In a significant shift from previous waves of the pandemic, Colorado is seeing fewer hospitalizations due exclusively to COVID-19.
Driving the news: But public health officials warned Wednesday that the virus is complicating those patients' other ailments and further straining understaffed hospitals, which are seeing more COVID-positive people than at any other point during the pandemic.
By the numbers: The state surpassed 1 million cases this week, while Colorado's positive case rate increased by nearly 160% between Dec. 29 and Jan. 11, a New York Times analysis shows.
- About 35% of hospitalized patients across the state are admitted for ailments on top of COVID-19, state epidemiologist Rachel Herlihy said at a news briefing Wednesday.
- Available ICU beds are up to 133 on a seven-day moving average, an improvement compared to the approximately 100 beds available at the peak of the Delta variant wave.

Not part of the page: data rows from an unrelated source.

// SPDX-License-Identifier: MIT
//
// n-outline: a modal terminal outliner with automatic section numbers.
//
// This binary wires the two crates together:
//
//   n-term   → terminal control, key parsing, line screen, event loop
//   n-editor → outline model, modes, key dispatch, projection
//
// `Outliner` implements n-term's App trait. Each keypress flows through:
//
//   stdin → parser → on_key → translate → dispatch → effects (save, quit)
//   paint → scroll_into_view → project → screen lines → terminal
//
// Layout:
//
//   ┌──────────────────────────────┐
//   │ outline rows                 │  ← h - 3 rows
//   ├──────────────────────────────┤
//   │ key help for the mode (DIM)  │  ← 1 row, optional
//   ├──────────────────────────────┤
//   │ status line (INVERSE)        │  ← 1 row
//   ├──────────────────────────────┤
//   │ message line                 │  ← 1 row
//   └──────────────────────────────┘

mod logging;

use std::process;

use anyhow::{Context, Result};
use tracing::{error, info};

use n_editor::dispatch::{self, Effect};
use n_editor::key::Key;
use n_editor::mode::{self, Mode};
use n_editor::options::Options;
use n_editor::session::Session;

use n_term::ansi::CursorShape;
use n_term::event_loop::{Action, App, EventLoop, LoopConfig};
use n_term::input::{KeyCode, KeyEvent, Modifiers};
use n_term::screen::{Attr, Screen};
use n_term::terminal::Size;

const WELCOME: &str = "Welcome to n-outline - press 'i' for insert mode, 'q' to quit";

// ─── Outliner ───────────────────────────────────────────────────────────────

struct Outliner {
    session: Session,
    options: Options,
    /// One-shot message for the bottom line. Cleared by the next key.
    message: Option<String>,
    size: Size,
    /// Computed in `paint`, reported through `App::cursor`.
    cursor: Option<(u16, u16, CursorShape)>,
}

impl Outliner {
    fn new(session: Session, options: Options, size: Size) -> Self {
        let message = options.welcome.then(|| WELCOME.to_string());
        Self {
            session,
            options,
            message,
            size,
            cursor: None,
        }
    }

    fn text_rows(&self) -> usize {
        self.options.text_rows(usize::from(self.size.rows))
    }

    fn handle_key(&mut self, key: Key) -> Action {
        self.message = None;

        for effect in dispatch::dispatch(&mut self.session, key) {
            match effect {
                Effect::Quit => {
                    info!(items = self.session.list().len(), "quit");
                    return Action::Quit;
                }
                Effect::Save => self.save(),
                Effect::ModeChanged(mode) => self.message = Some(format!("-- {mode} --")),
            }
        }
        Action::Continue
    }

    fn save(&mut self) {
        let message = match self.session.save() {
            Ok(()) => format!(
                "Saved {} items to {}",
                self.session.list().len(),
                self.session.filename().display()
            ),
            Err(err) => {
                error!(%err, "save failed");
                format!("Error: {err}")
            }
        };
        self.message = Some(message);
    }

    fn status_line(&self) -> String {
        format!(" {} | {}", self.session.mode(), self.session.filename().display())
    }
}

// ─── Key Translation ────────────────────────────────────────────────────────

/// Boil a terminal key event down to the outliner's key vocabulary.
/// Ctrl and Alt chords have no binding.
const fn translate(key: KeyEvent) -> Key {
    let chord = key.modifiers.intersects(Modifiers::CTRL.union(Modifiers::ALT));

    match key.code {
        KeyCode::Char(_) if chord => Key::Other,
        KeyCode::Char(ch) => Key::Char(ch),
        KeyCode::Enter => Key::Enter,
        KeyCode::Tab if key.modifiers.contains(Modifiers::SHIFT) => Key::BackTab,
        KeyCode::Tab => Key::Tab,
        KeyCode::BackTab => Key::BackTab,
        KeyCode::Backspace => Key::Backspace,
        KeyCode::Delete => Key::Delete,
        KeyCode::Escape => Key::Escape,
        KeyCode::Up => Key::Up,
        KeyCode::Down => Key::Down,
        KeyCode::Left => Key::Left,
        KeyCode::Right => Key::Right,
        _ => Key::Other,
    }
}

const fn cursor_shape(mode: Mode) -> CursorShape {
    match mode.cursor_shape() {
        mode::CursorShape::SteadyBlock => CursorShape::SteadyBlock,
        mode::CursorShape::SteadyBar => CursorShape::SteadyBar,
    }
}

fn to_u16(n: usize) -> u16 {
    u16::try_from(n).unwrap_or(u16::MAX)
}

// ─── App ────────────────────────────────────────────────────────────────────

impl App for Outliner {
    fn on_key(&mut self, key: KeyEvent) -> Action {
        if key.is_ctrl('c') {
            info!("interrupted");
            return Action::Quit;
        }
        self.handle_key(translate(key))
    }

    fn on_resize(&mut self, size: Size) {
        self.size = size;
    }

    fn paint(&mut self, screen: &mut Screen) {
        let text_rows = self.text_rows();
        self.session.scroll_into_view(text_rows);

        let projection = self.session.project(text_rows);
        for (y, r) in projection.rows.iter().enumerate() {
            let attr = if r.is_current { Attr::INVERSE } else { Attr::empty() };
            screen.set_line(to_u16(y), &format!("{}{}", r.prefix, r.text), attr);
        }

        let mut y = text_rows;
        if self.options.show_help {
            screen.set_line(to_u16(y), self.session.mode().help_line(), Attr::DIM);
            y += 1;
        }
        screen.set_line(to_u16(y), &self.status_line(), Attr::INVERSE);
        if let Some(message) = &self.message {
            screen.set_line(to_u16(y + 1), message, Attr::BOLD);
        }

        let width = usize::from(screen.width());
        let shape = cursor_shape(projection.mode);
        self.cursor = projection
            .cursor
            .filter(|c| c.col < width)
            .map(|c| (to_u16(c.col), to_u16(c.row), shape));
    }

    fn cursor(&self) -> Option<(u16, u16, CursorShape)> {
        self.cursor
    }
}

// ─── Main ───────────────────────────────────────────────────────────────────

fn run() -> Result<()> {
    let log_path = logging::init();
    let options = Options::default();
    info!(file = %options.filename.display(), log = ?log_path, "starting");

    let session = Session::open(&options.filename)
        .with_context(|| format!("failed to open {}", options.filename.display()))?;

    let mut event_loop = EventLoop::new(LoopConfig {
        escape_timeout: options.escape_timeout,
    });
    let mut outliner = Outliner::new(session, options, event_loop.size());
    event_loop.run(&mut outliner).context("terminal error")?;
    Ok(())
}

fn main() {
    if let Err(err) = run() {
        eprintln!("n-outline: {err:#}");
        process::exit(1);
    }
}

// ─── Tests ──────────────────────────────────────────────────────────────────
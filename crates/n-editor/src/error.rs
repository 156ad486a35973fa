//! Error types for outline persistence.
//!
//! Structural edits never fail (out-of-range indices are ignored and levels
//! clamp), so the only fallible surface in the core is file I/O.

use std::io;
use std::path::PathBuf;

use thiserror::Error;

/// Outline error.
#[derive(Debug, Error)]
pub enum OutlineError {
    #[error("cannot read {}: {source}", path.display())]
    Read {
        path: PathBuf,
        #[source]
        source: io::Error,
    },

    #[error("cannot write {}: {source}", path.display())]
    Write {
        path: PathBuf,
        #[source]
        source: io::Error,
    },
}

/// Outline result.
pub type Result<T> = std::result::Result<T, OutlineError>;
//! Flat-file persistence.
//!
//! One item per physical line:
//!
//! ```text
//! <level × 4 spaces><number> <content>
//! ```
//!
//! For example level 1, number `1.2`, content `Buy milk` is written as
//! `    1.2 Buy milk`. Loading reverses it: the level comes from the leading
//! whitespace (`floor(len / 4)`), the first token is taken to be the number
//! and thrown away (numbers are always recomputed), and the remainder is the
//! content.
//!
//! # Multi-line items
//!
//! A line break inside an item would otherwise split it across physical
//! lines and come back as a separate, wrongly-leveled item. Content is
//! escaped on the way out (`\` becomes `\\`, a line break becomes `\n`, a
//! carriage return becomes `\r`) and unescaped on the way in, so any outline
//! survives a save/load round trip. An unknown escape such as `\t` is kept
//! as written.
//!
//! Files written by hand without escapes still load: only a backslash followed
//! by `\`, `n`, or `r` is treated specially.

use std::borrow::Cow;
use std::fs;
use std::io;
use std::path::Path;

use tracing::{info, warn};

use crate::error::{OutlineError, Result};
use crate::item::ListItem;
use crate::list::ListManager;
use crate::numbering::MAX_LEVEL;

/// Spaces per level in the file format (and on screen).
pub const INDENT_WIDTH: usize = 4;

impl ListManager {
    /// Serialize the outline in the flat file format. Every line, including
    /// the last, ends with `\n`.
    #[must_use]
    pub fn to_text(&self) -> String {
        let mut out = String::new();
        for item in self.items() {
            write_item(&mut out, item);
        }
        out
    }

    /// Replace the outline with the items parsed from `text`. Blank lines are
    /// skipped. Afterwards the insertion position sits past the last item.
    pub fn load_text(&mut self, text: &str) {
        self.clear();
        for (line_no, line) in text.lines().enumerate() {
            let Some(parsed) = parse_line(line) else {
                continue;
            };
            if parsed.level > MAX_LEVEL {
                warn!(
                    line = line_no + 1,
                    level = parsed.level,
                    "indent deeper than the maximum level, clamping"
                );
            }
            self.add_item(parsed.content, Some(parsed.level));
        }
    }

    /// Write the outline to `path`, replacing any existing file.
    ///
    /// # Errors
    ///
    /// Returns [`OutlineError::Write`] if the file cannot be written.
    pub fn save_to_file(&self, path: &Path) -> Result<()> {
        fs::write(path, self.to_text()).map_err(|source| OutlineError::Write {
            path: path.to_path_buf(),
            source,
        })?;
        info!(path = %path.display(), items = self.len(), "saved outline");
        Ok(())
    }

    /// Replace the outline with the contents of `path`.
    ///
    /// A missing file is not an error: the outline is simply left empty.
    ///
    /// # Errors
    ///
    /// Returns [`OutlineError::Read`] if the file exists but cannot be read
    /// or is not valid UTF-8.
    pub fn load_from_file(&mut self, path: &Path) -> Result<()> {
        match fs::read_to_string(path) {
            Ok(text) => {
                self.load_text(&text);
                info!(path = %path.display(), items = self.len(), "loaded outline");
                Ok(())
            }
            Err(e) if e.kind() == io::ErrorKind::NotFound => {
                self.clear();
                info!(path = %path.display(), "no outline file, starting empty");
                Ok(())
            }
            Err(source) => Err(OutlineError::Read {
                path: path.to_path_buf(),
                source,
            }),
        }
    }
}

fn write_item(out: &mut String, item: &ListItem) {
    for _ in 0..item.level() * INDENT_WIDTH {
        out.push(' ');
    }
    out.push_str(item.number());
    out.push(' ');
    out.push_str(&escape_content(&item.content));
    out.push('\n');
}

// ---------------------------------------------------------------------------
// Line parsing
// ---------------------------------------------------------------------------

/// One non-blank line of an outline file.
#[derive(Debug, Clone, PartialEq, Eq)]
pub struct ParsedLine {
    /// Level derived from the indent. May exceed [`MAX_LEVEL`]; the list
    /// clamps it on insertion.
    pub level: usize,
    /// Unescaped content with the number token removed.
    pub content: String,
}

/// Parse a physical line. Returns `None` for blank lines.
///
/// Leading whitespace counts one per char. Exactly one whitespace char after
/// the number token is treated as the separator, so content that itself
/// begins with spaces survives.
#[must_use]
pub fn parse_line(line: &str) -> Option<ParsedLine> {
    let line = line.strip_suffix('\r').unwrap_or(line);
    if line.trim().is_empty() {
        return None;
    }

    let body = line.trim_start();
    let indent = line[..line.len() - body.len()].chars().count();

    let content = match body.find(char::is_whitespace) {
        Some(end) => {
            let mut rest = body[end..].chars();
            rest.next();
            rest.as_str()
        }
        None => "",
    };

    Some(ParsedLine {
        level: indent / INDENT_WIDTH,
        content: unescape_content(content).into_owned(),
    })
}

// ---------------------------------------------------------------------------
// Escaping
// ---------------------------------------------------------------------------

/// Escape content so it fits on one physical line.
#[must_use]
pub fn escape_content(content: &str) -> Cow<'_, str> {
    if !content.contains(['\\', '\n', '\r']) {
        return Cow::Borrowed(content);
    }
    let mut out = String::with_capacity(content.len() + 8);
    for ch in content.chars() {
        match ch {
            '\\' => out.push_str("\\\\"),
            '\n' => out.push_str("\\n"),
            '\r' => out.push_str("\\r"),
            _ => out.push(ch),
        }
    }
    Cow::Owned(out)
}

/// Reverse [`escape_content`].
#[must_use]
pub fn unescape_content(text: &str) -> Cow<'_, str> {
    if !text.contains('\\') {
        return Cow::Borrowed(text);
    }
    let mut out = String::with_capacity(text.len());
    let mut chars = text.chars();
    while let Some(ch) = chars.next() {
        if ch != '\\' {
            out.push(ch);
            continue;
        }
        match chars.next() {
            Some('\\') => out.push('\\'),
            Some('n') => out.push('\n'),
            Some('r') => out.push('\r'),
            Some(other) => {
                out.push('\\');
                out.push(other);
            }
            None => out.push('\\'),
        }
    }
    Cow::Owned(out)
}

// ---------------------------------------------------------------------------
// Tests
// ---------------------------------------------------------------------------
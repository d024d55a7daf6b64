use unicode_width::UnicodeWidthChar;

use crate::buffer::{Buffer, Cell};
use crate::element::{Content, Element};
use crate::layout::{LayoutResult, Rect, layout, measure};
use crate::types::{Rgb, Style};

const DEFAULT_FG: Rgb = Rgb::new(255, 255, 255);

pub fn render_to_buffer(element: &Element, layout: &LayoutResult, buf: &mut Buffer) {
    render_element(element, layout, buf, Style::default());
}

/// Lay out and paint `element` into a buffer `width` columns wide and as tall
/// as the element measures, then return the buffer's text rows joined by
/// newlines.
pub fn render_to_string(element: &Element, width: u16) -> String {
    let (_, height) = measure(element);
    let area = Rect::from_size(width, height);
    let result = layout(element, area);
    let mut buf = Buffer::new(width, height);
    render_to_buffer(element, &result, &mut buf);
    buf.to_lines().join("\n")
}

fn render_element(element: &Element, layout: &LayoutResult, buf: &mut Buffer, inherited: Style) {
    let Some(rect) = layout.get(&element.id) else {
        return;
    };
    let style = inherited.patch(element.style);

    if let Some(bg) = element.style.background {
        fill_rect(buf, *rect, bg);
    }

    match &element.content {
        Content::None => {}
        Content::Text(text) => render_text(text, element, *rect, buf, style),
        Content::Children(children) => {
            for child in children {
                render_element(child, layout, buf, style);
            }
        }
    }
}

fn fill_rect(buf: &mut Buffer, rect: Rect, bg: Rgb) {
    for y in rect.y..rect.bottom().min(buf.height()) {
        for x in rect.x..rect.right().min(buf.width()) {
            if let Some(cell) = buf.get_mut(x, y) {
                cell.bg = bg;
            }
        }
    }
}

fn render_text(text: &str, element: &Element, rect: Rect, buf: &mut Buffer, style: Style) {
    let fg = style.foreground.unwrap_or(DEFAULT_FG);
    let pad = &element.padding;
    let inner = rect.shrink(pad.top, pad.right, pad.bottom, pad.left);

    for (line_no, line) in text.lines().enumerate() {
        let y = inner.y.saturating_add(line_no as u16);
        if y >= inner.bottom() {
            break;
        }

        let mut x = inner.x;
        for ch in line.chars() {
            let w = ch.width().unwrap_or(0) as u16;
            if w == 0 {
                continue;
            }
            if x.saturating_add(w) > inner.right() {
                break;
            }

            // Keep whatever background is already painted unless one is set.
            let bg = style
                .background
                .unwrap_or_else(|| buf.get(x, y).map(|c| c.bg).unwrap_or_default());

            buf.set(
                x,
                y,
                Cell::new(ch).with_fg(fg).with_bg(bg).with_style(style.text_style),
            );
            if w == 2 {
                if let Some(cell) = buf.get_mut(x + 1, y) {
                    cell.wide_continuation = true;
                    cell.bg = bg;
                }
            }
            x += w;
        }
    }
}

- And hospitalizations could peak as soon as next week, Herlihy predicted, with the caveat that there would be "lots of variability" from one location to another.
State of play: Public health leaders are putting in place new protocols to deal with the deluge of cases while local hospitals are so swamped and shorthanded that some are even allowing staff to work while infected with the virus so long as their symptoms are mild.
- Colorado re-activated crisis care standards for ambulances for the second time since the start of the pandemic due to staff shortages and demand for emergency care.
- Public universities like the University of Colorado in Boulder and Colorado State University in Fort Collins are now mandating booster shots for students and staff as the spring semester kicks off, the Denver Post reports.
- And Colorado's health department this week began deploying text message reminders to urge residents to stay current with their COVID-19 vaccinations.
The big picture "March of 2020 was terrifying and this wave right now is scary in its own way. But we have vaccines, we have better treatment. The prognosis is better if people do get infected," Elizabeth Carlton, a member of the state's COVID-19 modeling team, told CPR.
- "It is obviously still this very serious disease you have to deal with," she said, "but it is not the same as March of 2020."